Scientific classification
- Kingdom: Animalia
- Phylum: Arthropoda
- Subphylum: Chelicerata
- Class: Arachnida
- Order: Araneae
- Infraorder: Araneomorphae
- Family: Prodidomidae
- Genus: Prodidomus
- Species: P. capensis
- Binomial name: Prodidomus capensis Purcell, 1904

= Prodidomus capensis =

- Authority: Purcell, 1904
- Conservation status: LC

Species of spider

Prodidomus capensis is a species of spider in the family Prodidomidae. It is endemic to South Africa and is commonly known as the Cape Prodidomus pale ground spider.

==Distribution==
Prodidomus capensis is found across three South African provinces: Eastern Cape, Limpopo, and Western Cape.

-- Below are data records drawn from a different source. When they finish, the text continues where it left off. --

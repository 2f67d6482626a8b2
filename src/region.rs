//! Named line regions and their validation
//!
//! A `Region` is a named inclusive span of 1-indexed line numbers. Spans are
//! only meaningful against the document revision they were resolved from, so
//! validation produces a `RegionSet` stamped with that revision; mutating
//! components refuse sets resolved against any other revision.

use crate::document::Document;
use crate::error::EngineError;
use serde::{Deserialize, Serialize};

#[derive(Debug, Clone, PartialEq, Eq, Serialize, Deserialize)]
pub struct Region {
    pub name: String,
    pub start: usize,
    pub end: usize,
}

impl Region {
    pub fn new(name: impl Into<String>, start: usize, end: usize) -> Self {
        Self {
            name: name.into(),
            start,
            end,
        }
    }

    pub fn line_count(&self) -> usize {
        self.end - self.start + 1
    }
}

/// A batch of validated regions, stamped with the document revision the
/// line numbers refer to.
#[derive(Debug, Clone)]
pub struct RegionSet {
    regions: Vec<Region>,
    revision: u64,
}

impl RegionSet {
    pub fn regions(&self) -> &[Region] {
        &self.regions
    }

    pub fn revision(&self) -> u64 {
        self.revision
    }

    pub fn len(&self) -> usize {
        self.regions.len()
    }

    pub fn is_empty(&self) -> bool {
        self.regions.is_empty()
    }
}

pub struct LineAddressIndex;

impl LineAddressIndex {
    /// Validate a batch of spans against `document`: each must satisfy
    /// `1 <= start <= end <= line_count`, and no two may overlap. Regions
    /// are returned in the order supplied; nothing is clamped or reordered.
    pub fn resolve(document: &Document, regions: &[Region]) -> Result<RegionSet, EngineError> {
        let document_lines = document.line_count();

        for region in regions {
            if region.start == 0 || region.start > region.end || region.end > document_lines {
                return Err(EngineError::RegionBounds {
                    name: region.name.clone(),
                    start: region.start,
                    end: region.end,
                    document_lines,
                });
            }
        }

        // Pairwise disjointness, checked on a start-sorted view so each
        // region only needs comparing with its successor.
        let mut by_start: Vec<&Region> = regions.iter().collect();
        by_start.sort_by_key(|r| r.start);
        for pair in by_start.windows(2) {
            if pair[1].start <= pair[0].end {
                return Err(EngineError::RegionOverlap {
                    first: pair[0].name.clone(),
                    second: pair[1].name.clone(),
                });
            }
        }

        Ok(RegionSet {
            regions: regions.to_vec(),
            revision: document.revision(),
        })
    }
}
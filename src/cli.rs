use anyhow::Result;
use clap::{Parser, Subcommand};

const LONG_VERSION: &str = concat!(
    env!("CARGO_PKG_VERSION"),
    "

Copyright (c) 2026 InkyQuill
License: MIT
Source: https://github.com/InkyQuill/carvex
Rust Edition: 2024"
);

#[derive(Parser)]
#[command(name = "carvex")]
#[command(about = "Safe monolith decomposition with automatic backups and rollback")]
#[command(long_about = "Carvex carves named line regions out of a monolithic text file into new
files, removes them from the source in one safe pass, and applies literal
anchor-based patches to what remains.

Every destructive run starts with a durable snapshot, so any run can be
rolled back. Region addresses are validated against the pristine file and
removals are applied in descending line order, which keeps every pending
address valid while earlier regions disappear.

A run is described by a TOML plan:

  source = \"App.tsx\"
  dest_dir = \"components/views\"
  dest_suffix = \".tsx\"
  label = \"phase4\"

  [[extract]]
  name = \"EventsView\"
  start = 959
  end = 1093

  [[remove]]
  name = \"EventsView\"
  start = 959
  end = 1093

  [[patch]]
  kind = \"anchor-insert\"
  anchor = \"from './components/ui';\"
  line = \"import { EventsView } from './components/views';\"

EXAMPLES:
  carvex run phase4.toml              Execute a plan
  carvex run phase4.toml --dry-run    Preview without writing anything
  carvex rollback                     Restore the last snapshot
  carvex diff <ID>                    Diff a snapshot against the file now
  carvex history                      List all snapshots")]
#[command(version = env!("CARGO_PKG_VERSION"))]
#[command(long_version = LONG_VERSION)]
#[command(propagate_version = true)]
struct Cli {
    #[command(subcommand)]
    command: Commands,
}

#[derive(Subcommand)]
enum Commands {
    /// Execute a decomposition plan
    #[command(long_about = "Execute a TOML decomposition plan.

The run proceeds through fixed phases: snapshot, extract, remove, patch,
report. A failure halts the run at its current phase; the snapshot and any
already-extracted files stay on disk for inspection.

EXAMPLES:
  carvex run phase4.toml
  carvex run phase4.toml --dry-run
  carvex run phase4.toml --backup-dir /mnt/backups")]
    Run {
        /// Path to the plan file
        #[arg(value_name = "PLAN")]
        plan: String,

        /// Execute in memory and report, but write nothing
        #[arg(short = 'd', long, alias = "dry-run")]
        dry_run: bool,

        /// Custom snapshot directory
        #[arg(long, value_name = "DIR")]
        backup_dir: Option<String>,
    },

    /// Restore the source file from a snapshot
    #[command(long_about = "Restore a file from a snapshot.

If no snapshot ID is given, restores the most recent one. The snapshot is
kept after the restore, so the run can be replayed or diffed later.

EXAMPLES:
  carvex rollback                       Restore last snapshot
  carvex rollback 20260807-1201...      Restore a specific snapshot")]
    Rollback {
        /// Snapshot ID (defaults to the most recent)
        #[arg(value_name = "ID")]
        id: Option<String>,
    },

    /// Show snapshot history
    History,

    /// Show snapshot status
    Status,

    /// Diff a snapshot against the current file
    #[command(long_about = "Show what changed since a snapshot was taken.

EXAMPLES:
  carvex diff 20260807-120130500-phase4-ab12cd34")]
    Diff {
        /// Snapshot ID
        #[arg(value_name = "ID")]
        id: String,
    },

    /// Manage snapshots
    Backup {
        #[command(subcommand)]
        action: BackupAction,
    },

    /// Show or create the configuration file
    Config {
        /// Print current configuration without editing
        #[arg(long = "show")]
        show: bool,
    },
}

#[derive(Subcommand)]
enum BackupAction {
    /// List all snapshots
    List,

    /// Show snapshot details
    Show {
        #[arg(value_name = "ID")]
        id: String,
    },

    /// Restore from a snapshot
    Restore {
        #[arg(value_name = "ID")]
        id: String,
    },

    /// Remove a snapshot
    Remove {
        #[arg(value_name = "ID")]
        id: String,
    },

    /// Prune old snapshots
    #[command(long_about = "Remove old snapshots, keeping recent ones.

Snapshots are never removed automatically; this is the only way they are
deleted.

EXAMPLES:
  carvex backup prune --keep=5
  carvex backup prune --keep-days=30")]
    Prune {
        /// Number of recent snapshots to keep
        #[arg(long, value_name = "N")]
        keep: Option<usize>,

        /// Keep snapshots from the last N days
        #[arg(long, value_name = "N")]
        keep_days: Option<i64>,
    },
}

pub fn parse_args() -> Result<Args> {
    let cli = Cli::parse();

    Ok(match cli.command {
        Commands::Run {
            plan,
            dry_run,
            backup_dir,
        } => Args::Run {
            plan,
            dry_run,
            backup_dir,
        },
        Commands::Rollback { id } => Args::Rollback { id },
        Commands::History => Args::History,
        Commands::Status => Args::Status,
        Commands::Diff { id } => Args::Diff { id },
        Commands::Backup { action } => match action {
            BackupAction::List => Args::BackupList,
            BackupAction::Show { id } => Args::BackupShow { id },
            BackupAction::Restore { id } => Args::BackupRestore { id },
            BackupAction::Remove { id } => Args::BackupRemove { id },
            BackupAction::Prune { keep, keep_days } => Args::BackupPrune { keep, keep_days },
        },
        Commands::Config { show } => Args::Config { show },
    })
}

#[derive(Debug)]
pub enum Args {
    Run {
        plan: String,
        dry_run: bool,
        backup_dir: Option<String>,
    },
    Rollback {
        id: Option<String>,
    },
    History,
    Status,
    Diff {
        id: String,
    },
    BackupList,
    BackupShow {
        id: String,
    },
    BackupRestore {
        id: String,
    },
    BackupRemove {
        id: String,
    },
    BackupPrune {
        keep: Option<usize>,
        keep_days: Option<i64>,
    },
    Config {
        show: bool,
    },
}
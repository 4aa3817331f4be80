pub mod table;

use std::path::{Path, PathBuf};

use once_cell::sync::Lazy;
use regex::Regex;
use rust_xlsxwriter::Workbook;
use serde::{Deserialize, Serialize};
use thiserror::Error;

use crate::edgar::filing::ReportCategory;
use crate::edgar::EdgarClient;
use self::table::{extract_tables, extract_text_blocks, is_xbrl_table, Table};

/// Everything needed to export one report table: the report document's
/// URL plus the labels the output filename is derived from.
#[derive(Debug, Clone, Serialize, Deserialize)]
pub struct ExportRequest {
    pub url: String,
    pub report_name: String,
    pub filing_date: String,
    pub filing_type: String,
    pub ticker: String,
}

#[derive(Debug, Error)]
pub enum ExportError {
    #[error("Could not fetch report: {0}")]
    RemoteFetch(String),
    #[error("No exportable tables in report: {0}")]
    Extraction(String),
    #[error("Could not write spreadsheet: {0}")]
    Conversion(String),
}

#[derive(Debug, Clone)]
pub struct ExportOutcome {
    pub filename: String,
    pub path: PathBuf,
}

static UNSAFE_CHARS: Lazy<Regex> = Lazy::new(|| Regex::new(r"[^A-Za-z0-9._-]+").unwrap());

fn safe_component(s: &str) -> String {
    let s = s.trim().replace(' ', "_").replace('/', "-");
    UNSAFE_CHARS.replace_all(&s, "").into_owned()
}

/// Stable output filename, derivable from the request fields alone:
/// `{TICKER}_{report name}_{filing date}_{filing type}.xlsx` with
/// spaces as underscores and slashes as dashes.
pub fn output_filename(request: &ExportRequest) -> String {
    format!(
        "{}_{}_{}_{}.xlsx",
        safe_component(&request.ticker.to_uppercase()),
        safe_component(&request.report_name),
        safe_component(&request.filing_date),
        safe_component(&request.filing_type),
    )
}

// Sheet names may not contain []:*?/\ and are capped at 31 chars.
static SHEET_UNSAFE: Lazy<Regex> = Lazy::new(|| Regex::new(r"[\[\]:*?/\\]").unwrap());

fn sheet_name(name: &str) -> String {
    let cleaned = SHEET_UNSAFE.replace_all(name, "_");
    cleaned.chars().take(31).collect()
}

/// Convert a report's HTML into an xlsx workbook on disk: one sheet per
/// data table, plus a Text_Content sheet for non-statement reports.
/// Returns the number of table sheets written.
pub fn write_workbook(
    html: &str,
    path: &Path,
    category: &ReportCategory,
) -> Result<usize, ExportError> {
    let mut tables: Vec<(String, Table)> = extract_tables(html);

    let before = tables.len();
    tables.retain(|(_, t)| !is_xbrl_table(t));
    log::debug!(
        "Removed {} XBRL table(s), {} table(s) remaining",
        before - tables.len(),
        tables.len()
    );

    let include_text = *category != ReportCategory::Statement;
    if tables.is_empty() && !include_text {
        return Err(ExportError::Extraction(
            "document contains no data tables".to_string(),
        ));
    }

    let mut workbook = Workbook::new();
    let conversion = |e: rust_xlsxwriter::XlsxError| ExportError::Conversion(e.to_string());

    for (name, table) in &tables {
        let worksheet = workbook.add_worksheet();
        worksheet.set_name(sheet_name(name)).map_err(conversion)?;
        for (r, row) in table.iter().enumerate() {
            for (c, cell) in row.iter().enumerate() {
                worksheet
                    .write_string(r as u32, c as u16, cell)
                    .map_err(conversion)?;
            }
        }
    }

    if include_text {
        let worksheet = workbook.add_worksheet();
        worksheet.set_name("Text_Content").map_err(conversion)?;
        worksheet.write_string(0, 0, "Tag").map_err(conversion)?;
        worksheet.write_string(0, 1, "Text").map_err(conversion)?;
        for (r, (tag, text)) in extract_text_blocks(html).iter().enumerate() {
            let row = (r + 1) as u32;
            worksheet.write_string(row, 0, tag).map_err(conversion)?;
            worksheet.write_string(row, 1, text).map_err(conversion)?;
        }
    }

    workbook.save(path).map_err(conversion)?;
    Ok(tables.len())
}

/// Fetch the report document and export it as a spreadsheet under
/// `export_dir`. Each invocation is independent: distinct requests
/// write distinct files and share nothing but the rate-limited client.
pub async fn export_report(
    client: &EdgarClient,
    request: &ExportRequest,
    export_dir: &Path,
    category: &ReportCategory,
) -> Result<ExportOutcome, ExportError> {
    log::info!(
        "Exporting url={} for ticker={} report={:?}",
        request.url,
        request.ticker,
        request.report_name
    );

    let url = url::Url::parse(&request.url)
        .map_err(|e| ExportError::RemoteFetch(format!("invalid URL {}: {}", request.url, e)))?;

    let html = client
        .get_text(url.as_str())
        .await
        .map_err(|e| ExportError::RemoteFetch(e.to_string()))?;

    std::fs::create_dir_all(export_dir)
        .map_err(|e| ExportError::Conversion(e.to_string()))?;

    let filename = output_filename(request);
    let path = export_dir.join(&filename);
    let sheets = write_workbook(&html, &path, category)?;

    log::info!("Export complete: {} sheet(s) written to {:?}", sheets, path);
    Ok(ExportOutcome { filename, path })
}

#[cfg(test)]
mod tests {
    use super::*;

    fn request() -> ExportRequest {
        ExportRequest {
            url: "https://example.com/filing123.htm".to_string(),
            report_name: "Balance Sheet".to_string(),
            filing_date: "2024-01-01".to_string(),
            filing_type: "10-K".to_string(),
            ticker: "acme".to_string(),
        }
    }

    #[test]
    fn filename_is_stable_and_derivable() {
        assert_eq!(output_filename(&request()), "ACME_Balance_Sheet_2024-01-01_10-K.xlsx");
    }

    #[test]
    fn filename_strips_path_and_shell_characters() {
        let mut req = request();
        req.report_name = "Income/Loss <Q1>".to_string();
        let name = output_filename(&req);
        assert_eq!(name, "ACME_Income-Loss_Q1_2024-01-01_10-K.xlsx");
        assert!(!name.contains('/'));
    }

    #[test]
    fn sheet_names_are_sanitized_and_capped() {
        assert_eq!(sheet_name("Table_1"), "Table_1");
        assert_eq!(sheet_name("a/b[c]"), "a_b_c_");
        assert_eq!(sheet_name(&"x".repeat(40)).len(), 31);
    }
}
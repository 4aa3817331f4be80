pub mod core;
pub mod edgar;
pub mod export;
pub mod web;

// Re-exports
pub use crate::core::config::Config;
pub use crate::export::{export_report, ExportError, ExportRequest};
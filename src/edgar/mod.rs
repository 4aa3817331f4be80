pub mod client;
pub mod filing;
pub mod rate_limiter;
pub mod stock;

pub use self::client::EdgarClient;
pub use self::stock::Stock;
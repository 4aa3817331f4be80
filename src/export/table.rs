use once_cell::sync::Lazy;
use regex::Regex;
use scraper::{ElementRef, Html, Selector};

/// A rectangular table: rows of cell text, padded to equal width.
pub type Table = Vec<Vec<String>>;

static WHITESPACE: Lazy<Regex> = Lazy::new(|| Regex::new(r"\s+").unwrap());

fn collapse_text(el: ElementRef) -> String {
    let raw: String = el.text().collect();
    WHITESPACE.replace_all(raw.trim(), " ").into_owned()
}

fn cell_span(cell: ElementRef) -> usize {
    cell.value()
        .attr("colspan")
        .and_then(|v| v.trim().parse::<usize>().ok())
        .unwrap_or(1)
        .clamp(1, 64)
}

/// Extract every `<table>` into a rectangular grid of cell text.
///
/// Table names follow the document position (`Table_1`, `Table_2`, ...),
/// counting tables that turn out to be empty, so names stay stable when
/// junk tables are interleaved with real ones. Colspans repeat the cell
/// value across the span, and short rows are padded on the right.
pub fn extract_tables(html: &str) -> Vec<(String, Table)> {
    let document = Html::parse_document(html);
    let table_selector = Selector::parse("table").unwrap();
    let row_selector = Selector::parse("tr").unwrap();
    let cell_selector = Selector::parse("th, td").unwrap();

    let mut extracted = Vec::new();

    for (idx, table_el) in document.select(&table_selector).enumerate() {
        let mut rows: Table = Vec::new();
        for row_el in table_el.select(&row_selector) {
            let mut row = Vec::new();
            for cell_el in row_el.select(&cell_selector) {
                let text = collapse_text(cell_el);
                for _ in 0..cell_span(cell_el) {
                    row.push(text.clone());
                }
            }
            if !row.is_empty() {
                rows.push(row);
            }
        }

        if rows.is_empty() || rows.iter().all(|r| r.iter().all(String::is_empty)) {
            log::debug!("Skipping empty table at index {}", idx + 1);
            continue;
        }

        let width = rows.iter().map(Vec::len).max().unwrap_or(0);
        for row in &mut rows {
            row.resize(width, String::new());
        }

        extracted.push((format!("Table_{}", idx + 1), rows));
    }

    log::debug!("Extracted {} table(s) from report", extracted.len());
    extracted
}

const XBRL_FIRST_COLUMN: [&str; 5] = [
    "Name:",
    "Namespace Prefix:",
    "Data Type:",
    "Balance Type:",
    "Period Type:",
];

/// EDGAR R-files interleave element-reference tables between the real
/// statements; their first column is always the same five labels.
pub fn is_xbrl_table(table: &Table) -> bool {
    table.len() == XBRL_FIRST_COLUMN.len()
        && table
            .iter()
            .zip(XBRL_FIRST_COLUMN.iter())
            .all(|(row, expected)| row.first().map(String::as_str) == Some(expected))
}

/// Extract (tag, text) pairs from the document's heading and body
/// elements, for the Text_Content sheet of non-statement reports.
pub fn extract_text_blocks(html: &str) -> Vec<(String, String)> {
    let document = Html::parse_document(html);
    let selector = Selector::parse("h1, h2, h3, h4, p, div").unwrap();

    let mut blocks = Vec::new();
    for el in document.select(&selector) {
        let text = collapse_text(el);
        if !text.is_empty() {
            blocks.push((el.value().name().to_string(), text));
        }
    }

    log::debug!("Extracted {} text block(s) from report", blocks.len());
    blocks
}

The species has a wide distribution, ranging in altitude from 7 to 1,146 m above sea level. Notable locations include Dunbrody in the Eastern Cape; several sites in Limpopo including Vhembe Biosphere Nwanedi Game Reserve, Vhembe Biosphere Gondeni, Little Leigh in the Western Soutpansberg, and Blouberg Nature Reserve; and numerous sites in the Western Cape including De Hoop Nature Reserve, Clanwilliam, various locations in the Cederberg Wilderness Area, Cape Town, and Bontebok National Park.

==Habitat and ecology==
The species is a free-running ground dweller found in the Fynbos, Thicket, and Savanna biomes.

==Description==

Prodidomus capensis is known only from the female. The species is rufescent in coloration, with legs paler and more yellowish than the carapace. The abdomen is very pale yellowish, with the upper surface tinted with purple, especially posteriorly. Total trunk length is 6.8 mm.

==Conservation==
Prodidomus capensis is listed as Least Concern due to its wide geographical range despite being known only from one sex. There are no significant threats to the species, and it is protected in several areas including Blouberg Nature Reserve, Nwanedi Game Reserve, De Hoop Nature Reserve, Cederberg Wilderness Area, and Bontebok National Park.

==Taxonomy==
The species was originally described by W.F. Purcell in 1904 from Cape Town. It has not been revised since its original description and is known only from the female.